Remember that you are dust, and to dust you shall return.
In between episodes of Arrested Development and Parks and Recreation on Netflix, I came across the Oscar-nominated documentary End Game. This production highlights the experience of individuals and their families as they come to terms with the reality of death. This deeply personal and spiritual film raises significant and inescapable questions about our relationship to its subject matter.
At the very beginning of the film, one of the doctors on a palliative care team remarks, “I think it’s healthy people who think about how they want to die and sick people who think about how they want to live.” This line immediately reminded of an experience I had while serving as a hospital chaplain this past summer.

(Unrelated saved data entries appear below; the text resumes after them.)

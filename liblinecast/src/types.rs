//! Core types for Linecast

use serde::{Deserialize, Deserializer, Serialize};

/// One candidate post from the content file
///
/// Every field is optional. Unknown keys are ignored so content files can
/// carry notes for editors, and a known key holding anything other than a
/// string reads as absent.
#[derive(Debug, Clone, Default, PartialEq, Eq, Serialize, Deserialize)]
pub struct PostRecord {
    #[serde(
        default,
        deserialize_with = "string_or_none",
        skip_serializing_if = "Option::is_none"
    )]
    pub text: Option<String>,
    #[serde(
        default,
        deserialize_with = "string_or_none",
        skip_serializing_if = "Option::is_none"
    )]
    pub image_url: Option<String>,
    /// Calendar day this record is pinned to, `YYYY-MM-DD`
    #[serde(
        default,
        deserialize_with = "string_or_none",
        skip_serializing_if = "Option::is_none"
    )]
    pub date: Option<String>,
}

fn string_or_none<'de, D>(deserializer: D) -> std::result::Result<Option<String>, D::Error>
where
    D: Deserializer<'de>,
{
    match serde_json::Value::deserialize(deserializer)? {
        serde_json::Value::String(s) => Ok(Some(s)),
        _ => Ok(None),
    }
}

impl PostRecord {
    pub fn text(text: impl Into<String>) -> Self {
        Self {
            text: Some(text.into()),
            ..Default::default()
        }
    }

    pub fn with_date(mut self, date: impl Into<String>) -> Self {
        self.date = Some(date.into());
        self
    }

    pub fn with_image(mut self, url: impl Into<String>) -> Self {
        self.image_url = Some(url.into());
        self
    }

    /// Whether the record carries anything that can be sent
    pub fn is_postable(&self) -> bool {
        self.text.is_some() || self.image_url.is_some()
    }
}

/// A LINE message object
#[derive(Debug, Clone, PartialEq, Eq, Serialize, Deserialize)]
#[serde(tag = "type", rename_all = "lowercase")]
pub enum Message {
    Text {
        text: String,
    },
    Image {
        #[serde(rename = "originalContentUrl")]
        original_content_url: String,
        #[serde(rename = "previewImageUrl")]
        preview_image_url: String,
    },
}

/// Body of `POST /v2/bot/message/broadcast`
#[derive(Debug, Clone, Serialize)]
pub struct BroadcastRequest<'a> {
    pub messages: &'a [Message],
}

/// What the broadcast endpoint answered
#[derive(Debug, Clone, PartialEq, Serialize)]
pub struct BroadcastResponse {
    pub status: u16,
    pub body: serde_json::Value,
}

impl BroadcastResponse {
    /// Build from a raw response body
    ///
    /// An empty or non-JSON body is represented as `{"status": <code>}`.
    pub fn from_body(status: u16, text: &str) -> Self {
        let body = if text.trim().is_empty() {
            serde_json::json!({ "status": status })
        } else {
            serde_json::from_str(text).unwrap_or_else(|_| serde_json::json!({ "status": status }))
        };
        Self { status, body }
    }
}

A young patient in my care was expressing a sense of remorse about all the things that she would miss out on because she never expected to be in the hospital with cancer. Accompanying her as she came to terms with her situation was an incredible privilege, as she eventually learned to have a different relationship with death, making the experience of transitioning out of this life easier for her. She realized that by having a relationship with death, it became less of an unknown and subsequently less scary.
The unknown and the uncontrollable are two facets of the mystery of death which End Game highlights. There is a beauty to the film because it by no means pretends to answer the questions that it raises. Rather, it challenges us to think of the ways in which we might hold onto the mystery that is death.

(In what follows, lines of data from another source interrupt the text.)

//! Configuration management for Linecast

use serde::{Deserialize, Serialize};
use std::path::{Path, PathBuf};

use crate::error::{ConfigError, Result};

pub const DEFAULT_API_BASE: &str = "https://api.line.me";
pub const DEFAULT_TOKEN_ENV: &str = "LINE_CHANNEL_ACCESS_TOKEN";
pub const DEFAULT_CONTENT_PATH: &str = "content.json";

#[derive(Debug, Clone, Default, Serialize, Deserialize)]
pub struct Config {
    #[serde(default)]
    pub content: ContentConfig,
    #[serde(default)]
    pub line: LineConfig,
}

#[derive(Debug, Clone, Serialize, Deserialize)]
pub struct ContentConfig {
    #[serde(default = "default_content_path")]
    pub path: String,
}

#[derive(Debug, Clone, Serialize, Deserialize)]
pub struct LineConfig {
    #[serde(default = "default_api_base")]
    pub api_base: String,
    /// Name of the environment variable holding the channel access token
    #[serde(default = "default_token_env")]
    pub token_env: String,
}

fn default_content_path() -> String {
    DEFAULT_CONTENT_PATH.to_string()
}

fn default_api_base() -> String {
    DEFAULT_API_BASE.to_string()
}

fn default_token_env() -> String {
    DEFAULT_TOKEN_ENV.to_string()
}

impl Default for ContentConfig {
    fn default() -> Self {
        Self {
            path: default_content_path(),
        }
    }
}

impl Default for LineConfig {
    fn default() -> Self {
        Self {
            api_base: default_api_base(),
            token_env: default_token_env(),
        }
    }
}

impl Config {
    /// Load configuration from the default location
    ///
    /// An explicit `LINECAST_CONFIG` path must exist. The XDG location is
    /// optional and falls back to built-in defaults when absent.
    pub fn load() -> Result<Self> {
        if let Some(path) = explicit_config_path() {
            return Self::load_from_path(&path);
        }

        match resolve_config_path() {
            Ok(path) if path.exists() => Self::load_from_path(&path),
            _ => {
                tracing::debug!("No config file found, using defaults");
                Ok(Self::default())
            }
        }
    }

    /// Load configuration from a specific path
    pub fn load_from_path(path: &Path) -> Result<Self> {
        let content = std::fs::read_to_string(path).map_err(ConfigError::ReadError)?;
        let config: Config = toml::from_str(&content).map_err(ConfigError::ParseError)?;
        tracing::debug!("Loaded config from {}", path.display());
        Ok(config)
    }

    /// Content file path with `~` expanded
    pub fn content_path(&self) -> PathBuf {
        PathBuf::from(shellexpand::tilde(&self.content.path).to_string())
    }

    /// Full URL of the broadcast endpoint
    pub fn broadcast_url(&self) -> String {
        format!(
            "{}/v2/bot/message/broadcast",
            self.line.api_base.trim_end_matches('/')
        )
    }
}

fn explicit_config_path() -> Option<PathBuf> {
    std::env::var("LINECAST_CONFIG")
        .ok()
        .filter(|p| !p.trim().is_empty())
        .map(|p| PathBuf::from(shellexpand::tilde(&p).to_string()))
}

/// Resolve the configuration file path following XDG Base Directory spec
pub fn resolve_config_path() -> Result<PathBuf> {
    if let Some(path) = explicit_config_path() {
        return Ok(path);
    }

    let config_dir = dirs::config_dir()
        .ok_or_else(|| ConfigError::MissingField("config directory".to_string()))?;

    Ok(config_dir.join("linecast").join("config.toml"))
}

We are challenged to do this as Catholics, especially as we enter into the Lenten season. We have no misgivings about what happens at the end of Jesus’ 40 days of fasting in the desert, which Lent commemorates. Jesus enters into Jerusalem to suffer death. For him, as with all of us, death does not have the final word.
In the rite for the Commendation of the Dying, we pray: “To you, O God, the dead do not die, and in death our life is changed, not ended.” In the Creed, we confess our belief in “the resurrection of the body and the life of the world to come.” The resurrection that we await at the end of Lent is a reminder of the final resurrection we place our hope in.
This belief can offer us some peace and hope as we try to conceptualize death. Of course, this may not completely assuage our fears of the unknowable and uncontrollable reality. Even the most faith-filled patients that I knew as a hospital chaplain experienced some fear of death.
The one thing we can do about it is to learn how to hold on to the mystery, to enter into some kind of relationship with it. It is something that even Jesus had to do. In the Garden of Gethsemane, before He was arrested, Jesus prayed that the Lord might take the bitter cup of death away from Him. It is the same prayer that is on the lips of the patients and families in End Game. It was the very same prayer in the mouths of many of the patients I accompanied through the dying process. To desire anything other than death is a very natural human instinct.
Learning to hold onto the mystery that is death brings us to a new and different set of questions: How might I make the best of the time that I have left, regardless of how long or short that is? What do I value most in my life? How would I want to make a lasting legacy? What does it truly mean to live?
Reflecting on death throughout Lent may be a challenge, but it can teach us how to live the “abundant life” (Jn 10:10) that God desires for us all. In this way, End Game is a challenging film because it brings us face-to-face with our mortality, leaving us with more worthwhile questions than answers.